> **Data section**
Segment Open
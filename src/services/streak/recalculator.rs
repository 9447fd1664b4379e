// SPDX-License-Identifier: MIT
// Copyright 2026 Roland Dreier <roland@rolandd.dev>

//! Authoritative streak recompute from activity history.
//!
//! Runs only after the validator detects drift (or on explicit request).
//! The new state is derived entirely from the immutable activity log plus
//! the previous `longest_streak`, then written as a whole-record replace.
//! Two concurrent recomputes for one user therefore write the same value
//! and the last write wins harmlessly.

use crate::db::{with_timeout, ActivityLogReader, StreakStateStore};
use crate::error::StreakError;
use crate::models::StreakState;
use crate::services::streak::calculator::{current_streak, last_activity_date, longest_run};
use crate::time_utils::{lookback_start, Clock};
use chrono::{DateTime, NaiveDate, Utc};
use std::collections::BTreeSet;
use std::sync::Arc;
use std::time::Duration;

/// Recomputes and persists a user's streak from bounded full history.
pub struct FullRecalculator {
    log: Arc<dyn ActivityLogReader>,
    store: Arc<dyn StreakStateStore>,
    clock: Arc<dyn Clock>,
    horizon_days: u32,
    store_timeout: Duration,
}

impl FullRecalculator {
    pub fn new(
        log: Arc<dyn ActivityLogReader>,
        store: Arc<dyn StreakStateStore>,
        clock: Arc<dyn Clock>,
        horizon_days: u32,
        store_timeout: Duration,
    ) -> Self {
        Self {
            log,
            store,
            clock,
            horizon_days,
            store_timeout,
        }
    }

    /// Recompute a user's streak, reading the previous state first.
    ///
    /// If the previous state can't be read, nothing is written: writing
    /// without it could lower `longest_streak`.
    pub async fn reconcile(&self, user_id: &str, today: NaiveDate) -> Result<StreakState, StreakError> {
        let previous = with_timeout(self.store_timeout, self.store.get(user_id))
            .await
            .map_err(StreakError::Reconciliation)?;

        self.reconcile_from(user_id, today, previous.as_ref()).await
    }

    /// Recompute a user's streak given the state the caller already read.
    pub async fn reconcile_from(
        &self,
        user_id: &str,
        today: NaiveDate,
        previous: Option<&StreakState>,
    ) -> Result<StreakState, StreakError> {
        let since = lookback_start(today, self.horizon_days);

        let dates = with_timeout(self.store_timeout, self.log.list_dates(user_id, since))
            .await
            .map_err(|e| {
                tracing::warn!(user_id, error = %e, "History fetch failed, streak left unchanged");
                StreakError::Reconciliation(e)
            })?;

        let state = recompute(user_id, &dates, today, previous, self.clock.now());

        with_timeout(self.store_timeout, self.store.upsert(&state))
            .await
            .map_err(|e| {
                tracing::warn!(user_id, error = %e, "Streak upsert failed");
                StreakError::Reconciliation(e)
            })?;

        tracing::info!(
            user_id,
            %since,
            history_days = dates.len(),
            previous_current = previous.map(|p| p.current_streak),
            current_streak = state.current_streak,
            longest_streak = state.longest_streak,
            "Streak reconciled"
        );

        Ok(state)
    }
}

/// Build the reconciled state from history. Pure.
///
/// `longest_streak` is `max(previous, current)` extended with the longest
/// run visible in `dates` (up to `today`). The extra term lets a newly
/// created row reflect runs that ended before the first read, and it never
/// lowers the result, so `longest_streak` still never decreases.
pub fn recompute(
    user_id: &str,
    dates: &BTreeSet<NaiveDate>,
    today: NaiveDate,
    previous: Option<&StreakState>,
    now: DateTime<Utc>,
) -> StreakState {
    let current = current_streak(dates, today);
    let previous_longest = previous.map(|p| p.longest_streak).unwrap_or(0);
    let history: BTreeSet<NaiveDate> = dates.range(..=today).copied().collect();

    StreakState {
        user_id: user_id.to_string(),
        current_streak: current,
        longest_streak: previous_longest.max(current).max(longest_run(&history)),
        last_activity_date: last_activity_date(dates, today),
        updated_at: now,
    }
}
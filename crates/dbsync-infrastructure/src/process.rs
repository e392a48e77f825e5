//! Spawning local processes under supervision.

use dbsync_core::session::{CommandOutput, ExecOptions};
use dbsync_core::{Result, SyncError};
use dbsync_execution::supervise;
use std::io::ErrorKind;
use std::process::{Output, Stdio};
use tokio::io::AsyncWriteExt;
use tokio::process::Command;

pub(crate) fn to_output(output: Output) -> CommandOutput {
    CommandOutput {
        // Killed by a signal.
        exit_code: output.status.code().unwrap_or(-1),
        stdout: String::from_utf8_lossy(&output.stdout).into_owned(),
        stderr: String::from_utf8_lossy(&output.stderr).into_owned(),
    }
}

pub(crate) fn spawn_error(program: &str, err: std::io::Error) -> SyncError {
    SyncError::io(format!("failed to start '{program}': {err}"))
}

/// Runs `command` to completion with stdout and stderr captured.
///
/// The child is killed when the call is cancelled or times out.
pub(crate) async fn run_captured(
    mut command: Command,
    operation: &str,
    options: &ExecOptions,
) -> Result<CommandOutput> {
    let program = command.as_std().get_program().to_string_lossy().into_owned();
    command
        .stdin(Stdio::null())
        .stdout(Stdio::piped())
        .stderr(Stdio::piped())
        .kill_on_drop(true);
    let child = command.spawn().map_err(|e| spawn_error(&program, e))?;
    supervise(operation, options, async move {
        let output = child.wait_with_output().await?;
        Ok(to_output(output))
    })
    .await
}

/// Like [`run_captured`], but writes `input` to the child's stdin first.
///
/// Keeps data such as secrets out of the argument list. A child that exits
/// without reading all of its input is not an error here.
pub(crate) async fn run_with_input(
    mut command: Command,
    input: Vec<u8>,
    operation: &str,
    options: &ExecOptions,
) -> Result<CommandOutput> {
    let program = command.as_std().get_program().to_string_lossy().into_owned();
    command
        .stdin(Stdio::piped())
        .stdout(Stdio::piped())
        .stderr(Stdio::piped())
        .kill_on_drop(true);
    let mut child = command.spawn().map_err(|e| spawn_error(&program, e))?;
    let stdin = child.stdin.take();
    supervise(operation, options, async move {
        let feed = async move {
            let Some(mut stdin) = stdin else {
                return Ok(());
            };
            match stdin.write_all(&input).await {
                Err(e) if e.kind() != ErrorKind::BrokenPipe => Err(e),
                _ => Ok(()),
            }
        };
        let (fed, output) = tokio::join!(feed, child.wait_with_output());
        let output = output?;
        fed?;
        Ok(to_output(output))
    })
    .await
}
//! Moves artifacts between the source host and this machine.
//!
//! Every transfer is checked against the size the remote side reports.
//! A mismatch is fatal and never retried.

use crate::session_slot::SessionSlot;
use dbsync_core::artifact::{BackupArtifact, RemoteBackupEntry};
use dbsync_core::command::{RemoteCommand, shell_quote};
use dbsync_core::error::TransferError;
use dbsync_core::session::{ExecOptions, OperationTimeouts};
use dbsync_core::{Result, SyncError};
use dbsync_execution::RetryableOperation;
use dbsync_infrastructure::space::ensure_local_space;
use dbsync_infrastructure::staging::StagingArea;
use std::path::{Path, PathBuf};
use tokio_util::sync::CancellationToken;
use tracing::{info, warn};

/// Prints the byte size of a file, or `-1` when it does not exist.
pub fn size_script(path: &str) -> RemoteCommand {
    let path = shell_quote(path);
    RemoteCommand::new(format!(
        "if [ -f {path} ]; then wc -c < {path}; else echo -1; fi"
    ))
}

/// Prints `size<TAB>mtime<TAB>path` for each dump in `dir`.
pub fn listing_script(dir: &str) -> RemoteCommand {
    RemoteCommand::new(format!(
        "dir={}; [ -d \"$dir\" ] || exit 0; \
         for f in \"$dir\"/*.sql \"$dir\"/*.sql.gz; do \
         [ -f \"$f\" ] && stat --printf '%s\\t%Y\\t%n\\n' \"$f\"; \
         done; exit 0",
        shell_quote(dir.trim_end_matches('/'))
    ))
}

/// Prints the kilobytes available on the filesystem holding `dir`, creating
/// the directory first.
pub fn free_space_script(dir: &str) -> RemoteCommand {
    RemoteCommand::new(format!(
        "mkdir -p {dir} && df -Pk {dir} | tail -n 1",
        dir = shell_quote(dir)
    ))
}

/// Available bytes from the last line of `df -Pk`.
pub fn parse_df_available(output: &str) -> Option<u64> {
    let line = output.lines().rev().find(|l| !l.trim().is_empty())?;
    let kilobytes = line.split_whitespace().nth(3)?.parse::<u64>().ok()?;
    Some(kilobytes.saturating_mul(1024))
}

fn last_number(stdout: &str) -> Option<i64> {
    stdout
        .lines()
        .rev()
        .map(str::trim)
        .find(|l| !l.is_empty())
        .and_then(|l| l.parse().ok())
}

pub struct TransferManager<'a> {
    slot: &'a SessionSlot,
    timeouts: &'a OperationTimeouts,
    cancel: CancellationToken,
}

impl<'a> TransferManager<'a> {
    pub fn new(slot: &'a SessionSlot, timeouts: &'a OperationTimeouts) -> Self {
        Self {
            slot,
            timeouts,
            cancel: slot.cancel_token().clone(),
        }
    }

    fn query_options(&self) -> ExecOptions {
        ExecOptions::new(self.cancel.clone()).with_timeout(self.timeouts.query)
    }

    fn transfer_options(&self) -> ExecOptions {
        ExecOptions::new(self.cancel.clone()).with_timeout(self.timeouts.transfer)
    }

    async fn execute(&self, name: &str, command: &RemoteCommand) -> Result<String> {
        let options = self.query_options();
        let output = self
            .slot
            .run(&RetryableOperation::network(name), |session| {
                let options = &options;
                async move { session.execute(command, options).await }
            })
            .await?;
        Ok(output.into_result(&command.redacted())?.stdout)
    }

    /// Byte size of a remote file, `None` when it does not exist.
    pub async fn remote_size(&self, path: &str) -> Result<Option<u64>> {
        let stdout = self.execute("remote size", &size_script(path)).await?;
        match last_number(&stdout) {
            Some(size) if size >= 0 => Ok(Some(size as u64)),
            Some(_) => Ok(None),
            None => Err(SyncError::execution(
                format!("wc -c {path}"),
                Some(0),
                format!("unexpected output: {}", stdout.trim()),
            )),
        }
    }

    /// Dumps found in the remote backup directory, newest name first.
    pub async fn list(&self, dir: &str) -> Result<Vec<RemoteBackupEntry>> {
        let stdout = self.execute("list backups", &listing_script(dir)).await?;
        Ok(RemoteBackupEntry::parse_listing(&stdout))
    }

    /// Fails with `InsufficientSpace` when `dir` has less than `required` bytes free.
    ///
    /// Output that cannot be parsed skips the check with a warning.
    pub async fn ensure_remote_space(&self, dir: &str, required: u64) -> Result<()> {
        let stdout = self.execute("remote free space", &free_space_script(dir)).await?;
        match parse_df_available(&stdout) {
            Some(available) if available < required => Err(TransferError::InsufficientSpace {
                location: format!("{}:{}", self.slot.host(), dir),
                required,
                available,
            }
            .into()),
            Some(_) => Ok(()),
            None => {
                warn!(
                    "[Transfer] Could not read free space of {}: {}",
                    dir,
                    stdout.trim()
                );
                Ok(())
            }
        }
    }

    /// Downloads `artifact` into `staging` and checks its size.
    ///
    /// The artifact must be `Created`; it ends up `Transferred`.
    pub async fn download(
        &self,
        artifact: &mut BackupArtifact,
        staging: &StagingArea,
    ) -> Result<PathBuf> {
        let remote = artifact.remote_path().to_string();
        let expected = match artifact.size() {
            Some(size) => size,
            None => {
                let size = self.remote_size(&remote).await?.ok_or_else(|| {
                    SyncError::validation(
                        "artifact",
                        format!("remote file not found: {remote}"),
                    )
                })?;
                artifact.record_remote_size(size)?;
                size
            }
        };
        ensure_local_space(staging.path(), expected)?;

        let local = staging.download_path(artifact.file_name());
        info!(
            phase = "download",
            bytes = expected,
            "[Transfer] Downloading {} ({} bytes)",
            remote,
            expected
        );
        let options = self.transfer_options();
        self.slot
            .run(&RetryableOperation::network("download"), |session| {
                let (remote, local, options) = (&remote, &local, &options);
                async move { session.download(remote, local, options).await }
            })
            .await?;

        let actual = local_size(&local).await?;
        if actual != expected {
            return Err(TransferError::SizeMismatch {
                path: remote,
                expected,
                actual,
            }
            .into());
        }
        artifact.mark_transferred(&local)?;
        Ok(local)
    }

    /// Uploads `local` unless the remote file already has the same size.
    ///
    /// Returns whether anything was sent.
    pub async fn upload_if_needed(&self, local: &Path, remote: &str) -> Result<bool> {
        let size = local_size(local).await?;
        if self.remote_size(remote).await? == Some(size) {
            info!("[Transfer] {} already present with {} bytes", remote, size);
            return Ok(false);
        }
        if let Some((dir, _)) = remote.rsplit_once('/').filter(|(dir, _)| !dir.is_empty()) {
            self.execute(
                "remote mkdir",
                &RemoteCommand::new(format!("mkdir -p {}", shell_quote(dir))),
            )
            .await?;
        }

        info!(phase = "upload", bytes = size, "[Transfer] Uploading {} to {}", local.display(), remote);
        let options = self.transfer_options();
        self.slot
            .run(&RetryableOperation::network("upload"), |session| {
                let options = &options;
                async move { session.upload(local, remote, options).await }
            })
            .await?;

        match self.remote_size(remote).await? {
            Some(actual) if actual == size => Ok(true),
            actual => Err(TransferError::SizeMismatch {
                path: remote.to_string(),
                expected: size,
                actual: actual.unwrap_or(0),
            }
            .into()),
        }
    }

    /// Removes a remote file. Any failure comes back as `Cleanup`.
    pub async fn delete_remote(&self, path: &str) -> Result<()> {
        let command = RemoteCommand::new(format!("rm -f -- {}", shell_quote(path)));
        match self.execute("remote delete", &command).await {
            Ok(_) => {
                info!(phase = "cleanup", "[Transfer] Removed remote {}", path);
                Ok(())
            }
            Err(err) => Err(SyncError::Cleanup {
                path: path.to_string(),
                message: err.to_string(),
            }),
        }
    }
}

async fn local_size(path: &Path) -> Result<u64> {
    tokio::fs::metadata(path)
        .await
        .map(|m| m.len())
        .map_err(|e| {
            TransferError::Local {
                path: path.display().to_string(),
                message: e.to_string(),
            }
            .into()
        })
}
Segment Closed
> **Work task**
Starting at the line that has "pub fn listing_script(dir: &str)" in the records above, restate word for word every line until the one that has "Prints the kilobytes", and include that one as well.

> **Task response**
pub fn listing_script(dir: &str) -> RemoteCommand {
    RemoteCommand::new(format!(
        "dir={}; [ -d \"$dir\" ] || exit 0; \
         for f in \"$dir\"/*.sql \"$dir\"/*.sql.gz; do \
         [ -f \"$f\" ] && stat --printf '%s\\t%Y\\t%n\\n' \"$f\"; \
         done; exit 0",
        shell_quote(dir.trim_end_matches('/'))
    ))
}

/// Prints the kilobytes available on the filesystem holding `dir`, creating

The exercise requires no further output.